Seatbelt Usage in New York
New York has had a seatbelt law in effect since December 1984, which is also when it became a primary enforcement state. This means that a police officer is allowed to stop someone for not wearing a seatbelt even if they are committing no other traffic violations.
The seatbelt law applies to anyone age 16 and older who is sitting in the front seat. For a violation of this law, the person may be fined up to $50 for a first offense. NY also has a law regarding child safety seats. Anyone age three years old and younger must be placed in a child restraint seat. Those four years old through seven years old must also be kept in a child safety seat. Violation of this law could result in a fine up to $100.
In 2012, the seatbelt usage rate was 90 percent. This is slightly above the national average of 86 percent. Interesting to note, NY has one of the lowest traffic fatality rates in the country at 5.7 per 100,000 population as of 2015. This is much lower than the national average of 10.9.

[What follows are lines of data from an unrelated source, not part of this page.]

//! Virtual-time replay of switch recordings

use crate::recording::{Recording, Transition};
use crate::Result;
use plunger_core::{Runtime, Time};
use tracing::{debug, info, warn};

/// State of the replayer
#[derive(Debug, Clone, Copy, PartialEq, Eq)]
pub enum ReplayState {
    /// Not started
    Idle,
    /// Some transitions fed
    Playing,
    /// Every transition fed
    Finished,
}

/// What to do with a transition for a switch the machine does not know
#[derive(Debug, Clone, Copy, PartialEq, Eq, Default)]
pub enum UnknownSwitch {
    /// Stop the replay with an error
    #[default]
    Fail,
    /// Log and skip the transition
    Skip,
}

/// Counters of a finished replay
#[derive(Debug, Clone, Copy, PartialEq, Eq, Default)]
pub struct ReplaySummary {
    /// Transitions that changed a switch
    pub applied: usize,
    /// Transitions that repeated the current switch state
    pub repeated: usize,
    /// Transitions for unknown switches that were skipped
    pub skipped: usize,
    /// Machine time when the replay stopped
    pub end_time: Time,
}

/// Feeds a recording into a virtual-time runtime
///
/// Time is advanced to each transition's timestamp (firing every timer due on
/// the way) before the transition is fed, and the runtime settles after every
/// step, so a replay is deterministic.
pub struct Replayer<'a> {
    recording: &'a Recording,
    position: usize,
    state: ReplayState,
    unknown: UnknownSwitch,
    tail: Time,
    summary: ReplaySummary,
}

impl<'a> Replayer<'a> {
    pub fn new(recording: &'a Recording) -> Self {
        Self {
            recording,
            position: 0,
            state: ReplayState::Idle,
            unknown: UnknownSwitch::default(),
            tail: 0,
            summary: ReplaySummary::default(),
        }
    }

    pub fn on_unknown_switch(mut self, policy: UnknownSwitch) -> Self {
        self.unknown = policy;
        self
    }

    /// Keep running this long after the last transition
    pub fn with_tail(mut self, ms: Time) -> Self {
        self.tail = ms;
        self
    }

    pub fn state(&self) -> ReplayState {
        self.state
    }

    /// Index of the next transition
    pub fn position(&self) -> usize {
        self.position
    }

    pub fn summary(&self) -> ReplaySummary {
        self.summary
    }

    /// The transition `step` would feed next
    pub fn peek(&self) -> Option<&'a Transition> {
        self.recording.transitions().get(self.position)
    }

    /// Feed the next transition. Returns false once the recording is exhausted.
    pub fn step(&mut self, runtime: &mut Runtime) -> Result<bool> {
        let Some(transition) = self.peek() else {
            self.state = ReplayState::Finished;
            return Ok(false);
        };
        self.state = ReplayState::Playing;
        runtime.advance_to(transition.at.max(runtime.now()))?;
        match runtime.feed_switch(&transition.switch, transition.closed) {
            Ok(true) => self.summary.applied += 1,
            Ok(false) => self.summary.repeated += 1,
            Err(plunger_core::Error::UnknownSwitch(id)) if self.unknown == UnknownSwitch::Skip => {
                warn!(switch = %id, at = transition.at, "unknown switch skipped");
                self.summary.skipped += 1;
            }
            Err(e) => return Err(e.into()),
        }
        debug!(position = self.position, %transition, "transition replayed");
        self.position += 1;
        self.summary.end_time = runtime.now();
        Ok(true)
    }

    /// Feed every transition with a timestamp at or before `t`, then move the clock to `t`
    pub fn run_to(&mut self, runtime: &mut Runtime, t: Time) -> Result<()> {
        while self.peek().is_some_and(|next| next.at <= t) {
            self.step(runtime)?;
        }
        runtime.advance_to(t.max(runtime.now()))?;
        self.summary.end_time = runtime.now();
        if self.peek().is_none() {
            self.state = ReplayState::Finished;
        }
        Ok(())
    }

    /// Feed the whole recording, then run the tail
    pub fn run(&mut self, runtime: &mut Runtime) -> Result<ReplaySummary> {
        while self.step(runtime)? {}
        let end = runtime.now().max(self.recording.end_time()) + self.tail;
        runtime.advance_to(end)?;
        self.summary.end_time = runtime.now();
        info!(
            applied = self.summary.applied,
            repeated = self.summary.repeated,
            skipped = self.summary.skipped,
            end = self.summary.end_time,
            "replay finished"
        );
        Ok(self.summary)
    }
}

#[cfg(test)]
mod tests {
    use super::*;
    use crate::Error;
    use plunger_core::{MachineConfig, NullTransport, SwitchConfig, SwitchId};

    fn runtime() -> Runtime {
        let config = MachineConfig::default()
            .with_switch(SwitchConfig::new("start", "Start Button"))
            .with_switch(SwitchConfig::new("tilt", "Tilt Bob"));
        Runtime::virtual_time(config, NullTransport)
    }

    #[test]
    fn test_run_feeds_everything_in_time() {
        let recording = Recording::parse("10 start 1\n10 start 1\n50 start 0\n").unwrap();
        let mut rt = runtime();
        let mut replayer = Replayer::new(&recording).with_tail(100);
        let summary = replayer.run(&mut rt).unwrap();
        assert_eq!(summary.applied, 2);
        assert_eq!(summary.repeated, 1);
        assert_eq!(summary.end_time, 150);
        assert_eq!(replayer.state(), ReplayState::Finished);
        rt.with(|m| assert_eq!(m.last_change(&SwitchId::new("start")), Some(50)));
    }

    #[test]
    fn test_run_to_stops_at_time() {
        let recording = Recording::parse("10 start 1\n50 tilt 1\n").unwrap();
        let mut rt = runtime();
        let mut replayer = Replayer::new(&recording);
        replayer.run_to(&mut rt, 30).unwrap();
        assert_eq!(replayer.position(), 1);
        assert_eq!(rt.now(), 30);
        assert_eq!(replayer.state(), ReplayState::Playing);
        rt.with(|m| assert!(!m.is_closed(&SwitchId::new("tilt"))));
    }

    #[test]
    fn test_unknown_switch_policy() {
        let recording = Recording::parse("10 outhole 1\n20 start 1\n").unwrap();
        let mut rt = runtime();
        let err = Replayer::new(&recording).run(&mut rt).unwrap_err();
        assert!(matches!(err, Error::Replay(plunger_core::Error::UnknownSwitch(_))));

        let mut rt = runtime();
        let summary = Replayer::new(&recording)
            .on_unknown_switch(UnknownSwitch::Skip)
            .run(&mut rt)
            .unwrap();
        assert_eq!(summary.skipped, 1);
        assert_eq!(summary.applied, 1);
    }
}
//! Replaying a recording twice against the same configuration yields the same trace

use plunger_core::{
    on, ActuatorConfig, Flow, Machine, MachineConfig, NodeSpec, OutputBindings, OutputKey,
    Runtime, ScriptedTransport, SwitchConfig, SwitchId, Value,
};
use plunger_journal::{OutputTrace, Recording, Replayer, SwitchRecorder, Trace};

const RECORDING: &str = "\
# start a game, flip a few times, tilt
100 start 1
160 start 0
400 lFlipperBtn 1
480 lFlipperBtn 0
500 lFlipperBtn 1
520 lFlipperBtn 0
900 start 1
950 start 0
1500 tilt 1
1600 tilt 0
";

fn config() -> MachineConfig {
    MachineConfig::default()
        .with_switch(SwitchConfig::new("start", "Start Button"))
        .with_switch(SwitchConfig::new("tilt", "Tilt Bob"))
        .with_switch(SwitchConfig::new("lFlipperBtn", "Left Flipper Button"))
        .with_actuator(ActuatorConfig::plain("gi", true))
        .with_actuator(ActuatorConfig::escalating("lFlipper", 20, 40, 3, 5, 200))
        .with_actuator(ActuatorConfig::momentary("kicker", 30, 50))
        .with_output("music", "attract")
}

fn install_game(m: &mut Machine) {
    let root = m.root();
    let game = m.create_node(NodeSpec::named("game").exclusive(1));
    m.bind_outputs(
        game,
        OutputBindings::new()
            .computed("gi", |s| Ok(Some(Value::Bool(!s.closed(&"tilt".into())))))
            .computed("lFlipper", |s| {
                Ok(Some(Value::Bool(s.closed(&"lFlipperBtn".into()))))
            })
            .constant("music", "game"),
    );
    m.listen(game, on::switch_closed("start"), move |m, _| {
        let kick = m.create_node(NodeSpec::named("kickout").exclusive(2));
        m.bind_outputs(kick, OutputBindings::new().constant("kicker", true));
        m.attach(game, kick, 0);
        m.call_in_for(kick, 300, "kickout done", move |m| {
            m.end(kick);
            Ok(())
        });
        Ok(Flow::Keep)
    });
    m.attach(root, game, 0);
}

fn replay(recording: &Recording) -> (Trace, usize) {
    let transport = ScriptedTransport::new();
    let mut rt = Runtime::virtual_time(config(), transport.clone());
    rt.with(install_game);
    let trace = OutputTrace::attach(&mut rt);
    Replayer::new(recording).with_tail(500).run(&mut rt).unwrap();
    (trace.finish(&mut rt), transport.calls().len())
}

#[test]
fn replay_is_deterministic() {
    let recording = Recording::parse(RECORDING).unwrap();
    let (first, first_calls) = replay(&recording);
    let (second, second_calls) = replay(&recording);

    assert!(!first.is_empty());
    assert_eq!(first.first_divergence(&second), None);
    assert_eq!(first, second);
    assert_eq!(first_calls, second_calls);
}

#[test]
fn trace_reflects_switch_driven_outputs() {
    let recording = Recording::parse(RECORDING).unwrap();
    let (trace, _) = replay(&recording);

    let gi: Vec<_> = trace
        .for_key(&OutputKey::new("gi"))
        .map(|e| (e.at, e.value.clone()))
        .collect();
    assert_eq!(
        gi,
        vec![(1500, Some(Value::Bool(false))), (1600, Some(Value::Bool(true)))]
    );

    let kicker: Vec<_> = trace
        .for_key(&OutputKey::new("kicker"))
        .map(|e| (e.at, e.value.clone()))
        .collect();
    assert_eq!(
        kicker,
        vec![
            (100, Some(Value::Bool(true))),
            (400, Some(Value::Bool(false))),
            (900, Some(Value::Bool(true))),
            (1200, Some(Value::Bool(false))),
        ]
    );
}

#[test]
fn recorded_session_replays_identically() {
    let mut live = Runtime::virtual_time(config(), ScriptedTransport::new());
    live.with(install_game);
    let recorder = SwitchRecorder::attach(&mut live);
    let live_trace = OutputTrace::attach(&mut live);
    let start = SwitchId::new("start");
    for (at, closed) in [(250, true), (310, false), (700, true), (760, false)] {
        live.advance_to(at).unwrap();
        live.feed_switch(&start, closed).unwrap();
    }
    live.advance_to(1500).unwrap();
    let recording = recorder.finish(&mut live);
    let live_trace = live_trace.finish(&mut live);

    let mut rt = Runtime::virtual_time(config(), ScriptedTransport::new());
    rt.with(install_game);
    let trace = OutputTrace::attach(&mut rt);
    Replayer::new(&recording).run_to(&mut rt, 1500).unwrap();
    let replayed = trace.finish(&mut rt);

    assert_eq!(recording.len(), 4);
    assert_eq!(live_trace, replayed);
}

NY has always maintained a high rate of compliance with the seatbelt law, but it has improved in recent years. In 2007, the rate was at 83.5 percent. This climbed quickly to 89.1 percent the following year. In 2011, the state broke the 90 percent rate at 90.5 percent. The highest point came in 2013 with 91.1 percent.
New York is part of the Northeast Region, as labeled by the National Highway Traffic Safety Administration (NHTSA). The region as a whole ranks third out of four spots for seatbelt use even though New York has a higher rate than average.